ILM East: Group Buying by the Numbers

It’s often noted that the deal-a-day space is burgeoning because it is so easy to enter. Success, however, is another matter.

Understanding the key drivers of success requires data, and Jim Moran, founder of Yipit, shared some data-driven insight on deals this morning in “Group Buying by the Numbers” at ILM East in Boston.

Moran calls Yipit “Kayak.com for the deal space.” The company recently moved beyond deal aggregation to add a data product, responding to companies asking Yipit to repurpose its consumer data, past offer data and competitive information. Companies use the data to understand which merchants to target, which price points work best and so on.

Here are some of Moran’s early takeaways, after about one month of tracking the space in detail, as well as his general analysis of the space.

* Proliferation. There are more than 400 daily deal sites, a proliferation Moran attributes to white-label providers. A key factor in this growth is the entry of major media companies.

* Low bariers to entry; high barrier to scale. Players with the larger list are able to sell more vouchers, which leads to more offers, more commissions, more salespeople, more offers, etc. “There is an increasing reward to being larger in the space.” Moran sees the major players staying big, with others that could do well including the major publishers that enter the space.

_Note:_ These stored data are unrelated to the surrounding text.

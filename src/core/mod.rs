pub mod error;
pub mod types;
pub mod value;

pub use error::{PlatformError, Result};
pub use types::{Column, Row};
pub use value::{DataType, Value};
use std::collections::{HashMap, HashSet};

use crate::core::{PlatformError, Result};
use crate::registry::ModelDeclaration;

/// Whole-set checks run before anything is compiled.
///
/// Model names must be unique ignoring case, navigation names unique within
/// their model, and every relationship target must exist unless the owner
/// sets `ignoreMissingRelationships`.
pub fn validate_declarations(declarations: &[ModelDeclaration]) -> Result<()> {
    let violations = collect_violations(declarations);
    if violations.is_empty() {
        Ok(())
    } else {
        Err(PlatformError::SchemaValidation { violations })
    }
}

pub fn collect_violations(declarations: &[ModelDeclaration]) -> Vec<String> {
    let mut violations = Vec::new();

    let mut seen: HashMap<String, &str> = HashMap::new();
    for decl in declarations {
        if let Some(first) = seen.insert(decl.lookup_key(), &decl.name) {
            violations.push(format!(
                "duplicate model name '{}' (already declared as '{}')",
                decl.name, first
            ));
        }
    }

    for decl in declarations {
        let mut navigations = HashSet::new();
        for rel in &decl.relationships {
            if !navigations.insert(rel.navigation_name.to_ascii_lowercase()) {
                violations.push(format!(
                    "model '{}' declares navigation '{}' more than once",
                    decl.name, rel.navigation_name
                ));
            }
            let target_exists = seen.contains_key(&rel.target_model.to_ascii_lowercase());
            if !target_exists && !decl.ignore_missing_relationships {
                violations.push(format!(
                    "relationship '{}.{}' targets unknown model '{}'",
                    decl.name, rel.navigation_name, rel.target_model
                ));
            }
        }
    }

    violations
}
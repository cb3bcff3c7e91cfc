use super::{Catalog, Table};
use crate::core::{PlatformError, Result, Row, Value};
use std::collections::HashMap;
use std::sync::Arc;
use tokio::sync::RwLock;

type TableHandle = Arc<RwLock<Table>>;

/// Physical tables of the live generation.
///
/// Each table has its own lock so CRUD on different models never contends.
/// The map itself is only replaced wholesale by [`InMemoryStorage::apply_migration`].
pub struct InMemoryStorage {
    tables: RwLock<HashMap<String, TableHandle>>,
}

impl InMemoryStorage {
    pub fn new() -> Self {
        Self {
            tables: RwLock::new(HashMap::new()),
        }
    }

    pub async fn get_table(&self, name: &str) -> Result<TableHandle> {
        self.tables
            .read()
            .await
            .get(&name.to_ascii_lowercase())
            .cloned()
            .ok_or_else(|| PlatformError::Storage(format!("Table '{}' not found", name)))
    }

    pub async fn table_exists(&self, name: &str) -> bool {
        self.tables
            .read()
            .await
            .contains_key(&name.to_ascii_lowercase())
    }

    pub async fn list_tables(&self) -> Vec<String> {
        let mut names: Vec<String> = self.tables.read().await.keys().cloned().collect();
        names.sort();
        names
    }

    /// Brings the physical tables in line with `target`, all or nothing.
    ///
    /// Every table whose layout changes is rebuilt on a copy first; the new
    /// table map is swapped in only once all rebuilds succeeded. Returns the
    /// number of tables created, rebuilt or dropped.
    pub async fn apply_migration(&self, target: &Catalog) -> Result<usize> {
        let current = self.tables.read().await.clone();
        let mut next: HashMap<String, TableHandle> = HashMap::with_capacity(target.len());
        let mut touched = 0;

        for schema in target.tables() {
            let key = schema.key();
            let handle = match current.get(&key) {
                Some(handle) => {
                    let table = handle.read().await;
                    if table.schema() == schema {
                        handle.clone()
                    } else {
                        touched += 1;
                        Arc::new(RwLock::new(table.migrate(schema.clone())?))
                    }
                }
                None => {
                    touched += 1;
                    Arc::new(RwLock::new(Table::new(schema.clone())))
                }
            };
            next.insert(key, handle);
        }
        touched += current.keys().filter(|k| !next.contains_key(*k)).count();

        *self.tables.write().await = next;
        Ok(touched)
    }

    pub async fn scan(&self, table: &str) -> Result<Vec<Row>> {
        let handle = self.get_table(table).await?;
        let table = handle.read().await;
        Ok(table.scan())
    }

    pub async fn find_by_key(&self, table: &str, key: &Value) -> Result<Option<(usize, Row)>> {
        let handle = self.get_table(table).await?;
        let table = handle.read().await;
        Ok(table.find_by_key(key).map(|(id, row)| (id, row.clone())))
    }

    /// Builds and inserts a row under one write lock, so key generation
    /// inside `build` cannot race another insert.
    pub async fn insert_with<F>(&self, table: &str, build: F) -> Result<(usize, Row)>
    where
        F: FnOnce(&Table) -> Result<Row>,
    {
        let handle = self.get_table(table).await?;
        let mut table = handle.write().await;
        let row = build(&table)?;
        let id = table.insert(row.clone())?;
        Ok((id, row))
    }

    pub async fn insert_row(&self, table: &str, row: Row) -> Result<usize> {
        let handle = self.get_table(table).await?;
        let mut table = handle.write().await;
        table.insert(row)
    }

    pub async fn update_row(&self, table: &str, id: usize, row: Row) -> Result<Row> {
        let handle = self.get_table(table).await?;
        let mut table = handle.write().await;
        table.update(id, row)
    }

    pub async fn delete_row(&self, table: &str, id: usize) -> Result<Option<Row>> {
        let handle = self.get_table(table).await?;
        let mut table = handle.write().await;
        Ok(table.delete(id))
    }

    pub async fn restore_row(&self, table: &str, id: usize, row: Row) -> Result<()> {
        let handle = self.get_table(table).await?;
        let mut table = handle.write().await;
        table.restore(id, row)
    }

    pub async fn row_count(&self, table: &str) -> Result<usize> {
        let handle = self.get_table(table).await?;
        let table = handle.read().await;
        Ok(table.row_count())
    }
}

impl Default for InMemoryStorage {
    fn default() -> Self {
        Self::new()
    }
}
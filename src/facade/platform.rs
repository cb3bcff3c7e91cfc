use std::sync::{Arc, Weak};

use crate::access::DataAccess;
use crate::config::PlatformConfig;
use crate::core::Result;
use crate::events::{EventBus, EventKind};
use crate::notify::{EmailSender, LoggingEmailSender};
use crate::registry::{ModelDeclaration, ModelRegistry};
use crate::rules::{RuleEngine, RuleEventHandler, WorkflowTrigger};
use crate::schema::{SchemaGeneration, SchemaSynthesizer};
use crate::storage::InMemoryStorage;
use crate::workflow::{
    RunSettings, StepExecutor, WorkflowOrchestrator, WorkflowRevalidator, WorkflowStore,
    builtin_registry,
};

/// Every component wired together.
///
/// Building a platform loads the stored declaration set and activates it, so
/// a file-backed platform comes back with the schema it was shut down with.
pub struct Platform {
    config: PlatformConfig,
    registry: Arc<ModelRegistry>,
    bus: Arc<EventBus>,
    rules: Arc<RuleEngine>,
    synthesizer: Arc<SchemaSynthesizer>,
    data: DataAccess,
    orchestrator: Arc<WorkflowOrchestrator>,
}

pub struct PlatformBuilder {
    config: PlatformConfig,
    email: Arc<dyn EmailSender>,
    executors: Vec<Arc<dyn StepExecutor>>,
}

impl Default for PlatformBuilder {
    fn default() -> Self {
        Self {
            config: PlatformConfig::default(),
            email: Arc::new(LoggingEmailSender),
            executors: Vec::new(),
        }
    }
}

impl PlatformBuilder {
    pub fn config(mut self, config: PlatformConfig) -> Self {
        self.config = config;
        self
    }

    pub fn email_sender(mut self, sender: Arc<dyn EmailSender>) -> Self {
        self.email = sender;
        self
    }

    /// Registers an additional step executor; a built-in with the same tag is replaced.
    pub fn executor(mut self, executor: Arc<dyn StepExecutor>) -> Self {
        self.executors.push(executor);
        self
    }

    pub async fn build(self) -> Result<Platform> {
        let config = self.config;

        let (registry, store) = match &config.data_dir {
            Some(dir) => (
                ModelRegistry::open_dir(dir).await?,
                WorkflowStore::open_dir(dir).await?,
            ),
            None => (ModelRegistry::in_memory(), WorkflowStore::in_memory()),
        };
        let registry = Arc::new(registry);
        let storage = Arc::new(InMemoryStorage::new());
        let bus = Arc::new(EventBus::new());
        let rules = Arc::new(RuleEngine::new());
        let synthesizer = Arc::new(SchemaSynthesizer::new(
            registry.clone(),
            storage,
            bus.clone(),
            config.allow_destructive_migrations,
        )?);
        let data = DataAccess::new(synthesizer.clone(), rules.clone(), bus.clone());

        let mut executors = builtin_registry(self.email);
        for executor in self.executors {
            if executors.register(executor.clone()).is_some() {
                log::warn!("Step executor '{}' replaces a built-in", executor.step_type());
            }
        }
        let settings = RunSettings {
            retry_backoff: config.retry_backoff,
            max_retry_backoff: config.max_retry_backoff,
            max_depth: config.max_workflow_depth,
        };
        let orchestrator = Arc::new(WorkflowOrchestrator::new(
            store,
            executors,
            data.clone(),
            settings,
        ));

        let trigger: Arc<dyn WorkflowTrigger> = orchestrator.clone();
        let trigger: Weak<dyn WorkflowTrigger> = Arc::downgrade(&trigger);
        let side_effects = Arc::new(RuleEventHandler::new(rules.clone(), trigger));
        for kind in [
            EventKind::EntityCreated,
            EventKind::EntityUpdated,
            EventKind::EntityDeleted,
        ] {
            bus.subscribe(kind, side_effects.clone()).await;
        }
        bus.subscribe(
            EventKind::SchemaRegenerated,
            Arc::new(WorkflowRevalidator::new(&orchestrator)),
        )
        .await;

        let platform = Platform {
            config,
            registry,
            bus,
            rules,
            synthesizer,
            data,
            orchestrator,
        };

        let stored = platform.registry.load().await?;
        if !stored.is_empty() {
            log::info!("Activating {} stored model declaration(s)", stored.len());
            platform.synthesizer.regenerate(stored).await?;
        }
        Ok(platform)
    }
}

impl Platform {
    pub fn builder() -> PlatformBuilder {
        PlatformBuilder::default()
    }

    /// In-memory platform with default settings.
    pub async fn in_memory() -> Result<Self> {
        Self::builder().build().await
    }

    pub fn config(&self) -> &PlatformConfig {
        &self.config
    }

    pub fn registry(&self) -> &Arc<ModelRegistry> {
        &self.registry
    }

    pub fn bus(&self) -> &Arc<EventBus> {
        &self.bus
    }

    pub fn rules(&self) -> &Arc<RuleEngine> {
        &self.rules
    }

    pub fn synthesizer(&self) -> &Arc<SchemaSynthesizer> {
        &self.synthesizer
    }

    pub fn data(&self) -> &DataAccess {
        &self.data
    }

    pub fn workflows(&self) -> &Arc<WorkflowOrchestrator> {
        &self.orchestrator
    }

    /// Replaces the declaration set and activates the resulting generation.
    pub async fn regenerate(&self, declarations: Vec<ModelDeclaration>) -> Result<Arc<SchemaGeneration>> {
        self.synthesizer.regenerate(declarations).await
    }

    pub async fn current_generation(&self) -> Arc<SchemaGeneration> {
        self.synthesizer.current().await
    }
}
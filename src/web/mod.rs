//! HTTP surface.
//!
//! Every failure leaves as `{ "error": <message>, "code": <reason> }` with a
//! status derived from [`PlatformError::reason`].

pub mod routes;

pub use routes::router;

use axum::Json;
use axum::http::StatusCode;
use axum::response::{IntoResponse, Response};
use serde::Serialize;

use crate::core::PlatformError;

#[derive(Debug, Serialize)]
pub struct ErrorResponse {
    pub error: String,
    pub code: String,
}

#[derive(Debug)]
pub enum WebError {
    Platform(PlatformError),
    Input(String),
    NotFound(String),
}

impl From<PlatformError> for WebError {
    fn from(err: PlatformError) -> Self {
        WebError::Platform(err)
    }
}

/// HTTP status for a platform failure.
pub fn status_for(err: &PlatformError) -> StatusCode {
    match err.reason() {
        "unknown_model" | "not_found" | "workflow_not_found" => StatusCode::NOT_FOUND,
        "duplicate_key" | "schema_migration" => StatusCode::CONFLICT,
        "invalid_key" | "expression_error" | "type_error" | "serialization_error" => {
            StatusCode::BAD_REQUEST
        }
        "schema_validation" | "record_validation" | "workflow_validation" | "rule_failure"
        | "step_execution" => StatusCode::UNPROCESSABLE_ENTITY,
        "notification_error" | "event_delivery" => StatusCode::BAD_GATEWAY,
        _ => StatusCode::INTERNAL_SERVER_ERROR,
    }
}

impl IntoResponse for WebError {
    fn into_response(self) -> Response {
        let (status, message, code) = match self {
            WebError::Platform(err) => {
                let status = status_for(&err);
                if status.is_server_error() {
                    log::warn!("Request failed: {}", err);
                }
                (status, err.to_string(), err.reason().to_string())
            }
            WebError::Input(msg) => (
                StatusCode::UNPROCESSABLE_ENTITY,
                msg,
                "input_error".to_string(),
            ),
            WebError::NotFound(msg) => (StatusCode::NOT_FOUND, msg, "not_found".to_string()),
        };

        let body = Json(ErrorResponse {
            error: message,
            code,
        });

        (status, body).into_response()
    }
}

pub type Result<T> = std::result::Result<T, WebError>;
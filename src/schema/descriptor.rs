use serde::Serialize;
use serde_json::{Map, Value as Json};

use crate::core::{Column, DataType, PlatformError, Result, Row, Value};
use crate::registry::{PropertyType, RelationshipType};
use crate::storage::TableSchema;

/// A record as seen by callers of the data access layer.
pub type Record = Map<String, Json>;

#[derive(Debug, Clone, Copy, PartialEq, Eq, Serialize)]
#[serde(rename_all = "camelCase")]
pub enum FieldOrigin {
    Declared,
    /// Key added because the model declared none.
    SynthesizedKey,
    /// Foreign key column added for a relationship.
    ForeignKey,
}

#[derive(Debug, Clone, PartialEq, Serialize)]
#[serde(rename_all = "camelCase")]
pub struct FieldDescriptor {
    pub name: String,
    pub property_type: PropertyType,
    pub data_type: DataType,
    pub is_key: bool,
    pub is_required: bool,
    #[serde(skip_serializing_if = "Option::is_none")]
    pub max_length: Option<usize>,
    #[serde(skip_serializing_if = "Option::is_none")]
    pub allowed_extensions: Option<Vec<String>>,
    pub origin: FieldOrigin,
}

impl FieldDescriptor {
    pub fn new(name: impl Into<String>, property_type: PropertyType, origin: FieldOrigin) -> Self {
        Self {
            name: name.into(),
            property_type,
            data_type: property_type.data_type(),
            is_key: false,
            is_required: false,
            max_length: None,
            allowed_extensions: None,
            origin,
        }
    }

    pub fn column(&self) -> Column {
        let column = Column::new(self.name.clone(), self.data_type);
        if self.is_key {
            column.primary_key()
        } else if self.is_required {
            column.not_null()
        } else {
            column
        }
    }

    /// Converts one JSON input into a stored value, enforcing type, integer
    /// width, `maxLength` and file-asset extensions.
    pub fn coerce(&self, input: &Json) -> std::result::Result<Value, String> {
        let value = self
            .data_type
            .coerce_json(input)
            .map_err(|e| format!("field '{}': {}", self.name, e))?;

        if let (Some((min, max)), Value::Integer(i)) = (self.property_type.integer_range(), &value)
            && (*i < min || *i > max)
        {
            return Err(format!(
                "field '{}': {} is out of range for {}",
                self.name, i, self.property_type
            ));
        }

        if let Value::Text(text) = &value {
            if let Some(max) = self.max_length
                && text.chars().count() > max
            {
                return Err(format!(
                    "field '{}': length {} exceeds maxLength {}",
                    self.name,
                    text.chars().count(),
                    max
                ));
            }
            if self.property_type == PropertyType::FileAsset
                && let Some(allowed) = &self.allowed_extensions
                && !extension_allowed(text, allowed)
            {
                return Err(format!(
                    "field '{}': file '{}' must have one of the extensions {}",
                    self.name,
                    text,
                    allowed.join(", ")
                ));
            }
        }

        Ok(value)
    }
}

fn extension_allowed(reference: &str, allowed: &[String]) -> bool {
    let Some((_, ext)) = reference.rsplit_once('.') else {
        return false;
    };
    allowed
        .iter()
        .any(|a| a.trim_start_matches('.').eq_ignore_ascii_case(ext))
}

#[derive(Debug, Clone, PartialEq, Serialize)]
#[serde(rename_all = "camelCase")]
pub struct NavigationDescriptor {
    pub name: String,
    pub relationship_type: RelationshipType,
    pub target_model: String,
    #[serde(skip_serializing_if = "Option::is_none")]
    pub foreign_key: Option<String>,
    #[serde(skip_serializing_if = "Option::is_none")]
    pub join_table: Option<String>,
    #[serde(skip_serializing_if = "Option::is_none")]
    pub inverse_navigation: Option<String>,
    /// False when the target model is missing and the owner ignores that.
    pub resolved: bool,
}

/// Runtime stand-in for a record type: field list plus the key field.
#[derive(Debug, Clone, PartialEq, Serialize)]
#[serde(rename_all = "camelCase")]
pub struct Descriptor {
    pub model_name: String,
    pub fields: Vec<FieldDescriptor>,
    pub key_index: usize,
    pub navigations: Vec<NavigationDescriptor>,
}

impl Descriptor {
    pub fn field(&self, name: &str) -> Option<&FieldDescriptor> {
        self.field_index(name).map(|idx| &self.fields[idx])
    }

    pub fn field_index(&self, name: &str) -> Option<usize> {
        self.fields
            .iter()
            .position(|f| f.name.eq_ignore_ascii_case(name))
    }

    pub fn key_field(&self) -> &FieldDescriptor {
        &self.fields[self.key_index]
    }

    /// Declared, required, non-key fields in declaration order.
    pub fn required_non_key_fields(&self) -> impl Iterator<Item = &FieldDescriptor> {
        self.fields
            .iter()
            .filter(|f| f.is_required && !f.is_key && f.origin == FieldOrigin::Declared)
    }

    pub fn table_schema(&self) -> TableSchema {
        TableSchema::new(
            self.model_name.clone(),
            self.fields.iter().map(FieldDescriptor::column).collect(),
        )
    }

    /// Coerces a caller-supplied key to the declared key type.
    pub fn coerce_key(&self, key: &Json) -> Result<Value> {
        let field = self.key_field();
        let invalid = |message: String| PlatformError::InvalidKey {
            model: self.model_name.clone(),
            message,
        };
        if key.is_null() {
            return Err(invalid(format!("key '{}' must not be null", field.name)));
        }
        let value = field.coerce(key).map_err(invalid)?;
        if value.is_null() {
            return Err(invalid(format!("key '{}' must not be null", field.name)));
        }
        Ok(value)
    }

    /// Builds a full row from `record`, layered over `base` when updating.
    ///
    /// Every problem is collected before failing with `RecordValidation`.
    pub fn to_row(&self, record: &Record, base: Option<&Row>) -> Result<Row> {
        let mut row = match base {
            Some(existing) => existing.clone(),
            None => vec![Value::Null; self.fields.len()],
        };
        let mut violations = Vec::new();

        for (name, input) in record {
            match self.field_index(name) {
                Some(idx) => match self.fields[idx].coerce(input) {
                    Ok(value) => row[idx] = value,
                    Err(message) => violations.push(message),
                },
                None => violations.push(format!("unknown field '{}'", name)),
            }
        }

        for (field, value) in self.fields.iter().zip(&row) {
            if (field.is_required || field.is_key) && value.is_null() {
                violations.push(format!("field '{}' is required", field.name));
            }
        }

        if violations.is_empty() {
            Ok(row)
        } else {
            Err(PlatformError::RecordValidation {
                model: self.model_name.clone(),
                violations,
            })
        }
    }

    pub fn to_record(&self, row: &Row) -> Record {
        self.fields
            .iter()
            .zip(row)
            .map(|(field, value)| (field.name.clone(), value.to_json()))
            .collect()
    }

    /// Finds the key in a record, matching the field name case-insensitively.
    pub fn key_in<'a>(&self, record: &'a Record) -> Option<&'a Json> {
        let name = &self.key_field().name;
        record
            .iter()
            .find(|(k, _)| k.eq_ignore_ascii_case(name))
            .map(|(_, v)| v)
            .filter(|v| !v.is_null())
    }
}

#[cfg(test)]
mod tests {
    use super::*;
    use serde_json::json;

    fn invoice() -> Descriptor {
        let mut key = FieldDescriptor::new("InvoiceId", PropertyType::Int32, FieldOrigin::Declared);
        key.is_key = true;
        let mut total = FieldDescriptor::new("Total", PropertyType::Decimal, FieldOrigin::Declared);
        total.is_required = true;
        let mut code = FieldDescriptor::new("Code", PropertyType::String, FieldOrigin::Declared);
        code.max_length = Some(4);
        let mut scan = FieldDescriptor::new("Scan", PropertyType::FileAsset, FieldOrigin::Declared);
        scan.allowed_extensions = Some(vec!["pdf".into(), ".png".into()]);
        let small = FieldDescriptor::new("Priority", PropertyType::Byte, FieldOrigin::Declared);
        Descriptor {
            model_name: "Invoice".into(),
            fields: vec![key, total, code, scan, small],
            key_index: 0,
            navigations: vec![],
        }
    }

    fn record(value: Json) -> Record {
        value.as_object().cloned().unwrap()
    }

    #[test]
    fn test_all_violations_are_reported() {
        let err = invoice()
            .to_row(
                &record(json!({
                    "InvoiceId": 1,
                    "Code": "TOO-LONG",
                    "Scan": "photo.gif",
                    "Priority": 300,
                    "Bogus": true
                })),
                None,
            )
            .unwrap_err();
        match err {
            PlatformError::RecordValidation { violations, .. } => {
                assert_eq!(violations.len(), 5, "{:?}", violations);
            }
            other => panic!("unexpected error: {:?}", other),
        }
    }

    #[test]
    fn test_row_round_trips_through_record() {
        let descriptor = invoice();
        let row = descriptor
            .to_row(
                &record(json!({"invoiceid": "3", "Total": 9.5, "Scan": "a.PDF"})),
                None,
            )
            .unwrap();
        assert_eq!(row[0], Value::Integer(3));
        let back = descriptor.to_record(&row);
        assert_eq!(back["Total"], json!(9.5));
        assert_eq!(back["Code"], Json::Null);
    }

    #[test]
    fn test_key_coercion() {
        let descriptor = invoice();
        assert_eq!(descriptor.coerce_key(&json!("12")).unwrap(), Value::Integer(12));
        let err = descriptor.coerce_key(&json!("abc")).unwrap_err();
        assert_eq!(err.reason(), "invalid_key");
        assert!(descriptor.coerce_key(&Json::Null).is_err());
    }

    #[test]
    fn test_required_non_key_fields_skip_optional_and_key() {
        let descriptor = invoice();
        let names: Vec<&str> = descriptor
            .required_non_key_fields()
            .map(|f| f.name.as_str())
            .collect();
        assert_eq!(names, vec!["Total"]);
    }
}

* Operators follow “bifurcated” strategies. Operators are following two paths in how they structure deals, favoring offers with higher deal value, as well as very low value deals that are effective in acquiring and retaining customers. One key to the lower value offers is once customers buy a deal, they are more likely to buy another, perhaps more lucrative, deal.

Retention is key. Because discounts are so huge, the initial economics of a deal break even (or worse). The idea is bringing in a repeat customer. The target retention rate for a successful deal is category dependent, with as low as 10 percent or as high as 19 percent being necessary for a deal to work.

Moran cited the extreme example of a 69 percent off deal for a butcher in Toronto that generated $200,000 in commission revenues. It’s unclear what retention numbers the butcher needed to make that deal seem like a good idea in retrospect. Moran said in general that more personalization of deals will be a big driver of retention.

Some interesting random datapoints:

* Groupon remains the No. 1 deal site, generating three times the volume of LivingSocial, but Groupon has a lower revenue per deal than LivingSocial.

* The breakage rate (unredeemed vouchers) on deals is roughly 20 percent.

* “Hair removal” is the best revenue generating category.

* Among merchants who have done deals,  93 percent say they would like to do another.

* Asked if they would shift spend from other media to fund deals, 43 percent said yes.